Consider the centered Hardy_littlewood maximal operator
$$ \mathcal{M}f(x):= \sup_{r>0} \frac{1}{|B(x,r)|} \int_{B(x,r)} |f(y)| \text{d}y $$
and the uncentered
$$ Mf(x):= \sup_{r>0, |y-x|<r} \frac{1}{|B(y,r)|} \int_{B(y,r)} |f(t)| \text{d} t $$
In Grafakos book ("Classical Fourier Analysis") page 79, it is written that
$$ Mf(x) \leq 2^n \mathcal{M}f(x)$$
How can one prove this?

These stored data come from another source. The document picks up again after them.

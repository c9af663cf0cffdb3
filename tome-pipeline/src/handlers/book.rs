use crate::context::PipelineContext;
use tome_core::{Analysis, Event, Result, WorkId, WorkStatus};

/// Book-analysis stage. Without `force` this is a probe: it returns
/// silently unless every chapter is done. Generator failures never mark
/// the work as errored; the next finished chapter probes again.
pub(crate) async fn run(ctx: &PipelineContext, work_id: &WorkId, force: bool) -> Result<()> {
    let Some(mut work) = ctx.store.get_work(work_id).await? else {
        tracing::debug!(work_id = %work_id, "book analysis cancelled: work gone");
        return Ok(());
    };

    let chapters = ctx.store.chapters_of(work_id).await?;
    let all_done = !chapters.is_empty() && chapters.iter().all(|c| c.is_done());
    if !all_done && !force {
        tracing::debug!(work_id = %work_id, "book analysis probe: chapters still in flight");
        return Ok(());
    }

    let mut summaries = Vec::new();
    for chapter in &chapters {
        if let Some(summary) = ctx.store.get_summary_by_chapter(&chapter.id).await? {
            summaries.push(summary);
        }
    }
    // Even a forced run has nothing to synthesize from zero summaries.
    if summaries.is_empty() {
        tracing::debug!(work_id = %work_id, "book analysis skipped: no summaries");
        return Ok(());
    }

    ctx.emit(Event::Status {
        work_id: work_id.clone(),
        message: "generating overall analysis".into(),
    })
    .await;

    let draft = match ctx
        .gateway
        .generate_overall_analysis(&summaries, work.kind, work.source_kind)
        .await
    {
        Ok(draft) => draft,
        Err(e) => {
            tracing::warn!(work_id = %work_id, error = %e, "overall analysis generation failed; work stays processing");
            return Ok(());
        }
    };

    if ctx.store.get_work(work_id).await?.is_none() {
        tracing::debug!(work_id = %work_id, "book analysis cancelled mid-generation; discarding output");
        return Ok(());
    }

    let analysis = Analysis {
        work_id: work_id.clone(),
        core_themes: draft.core_themes,
        key_takeaways: draft.key_takeaways,
        mental_models: draft.mental_models,
        practical_applications: draft.practical_applications,
    };
    ctx.store.save_analysis(&analysis).await?;

    work.status = WorkStatus::Done;
    ctx.store.save_work(&work).await?;

    ctx.emit(Event::BookDone { work_id: work_id.clone(), work }).await;
    tracing::info!(work_id = %work_id, "overall analysis written");
    Ok(())
}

Any help?
Thanking in advance!
It boils down to the fact that for any $y$ such that $|y-x| < r$, we have $B(y,r) \subset B(x,2r)$. Thus, for such $y$: \begin{align} \frac{1}{|B(y,r)|} \int_{B(y,r)} |f(t)| \, dt &\le \frac{1}{|B(y,r)|} \int_{B(x,2r)} |f(t)| \, dt \\ &= \frac{1}{|B(x,r)|} \int_{B(x,2r)} |f(t)| \, dt \\ &= \frac{2^n}{|B(x,2r)|} \int_{B(x,2r)} |f(t)| \, dt. \end{align} Taking the sup over $r$ yields $Mf(x) \le 2^n \mathcal Mf(x)$.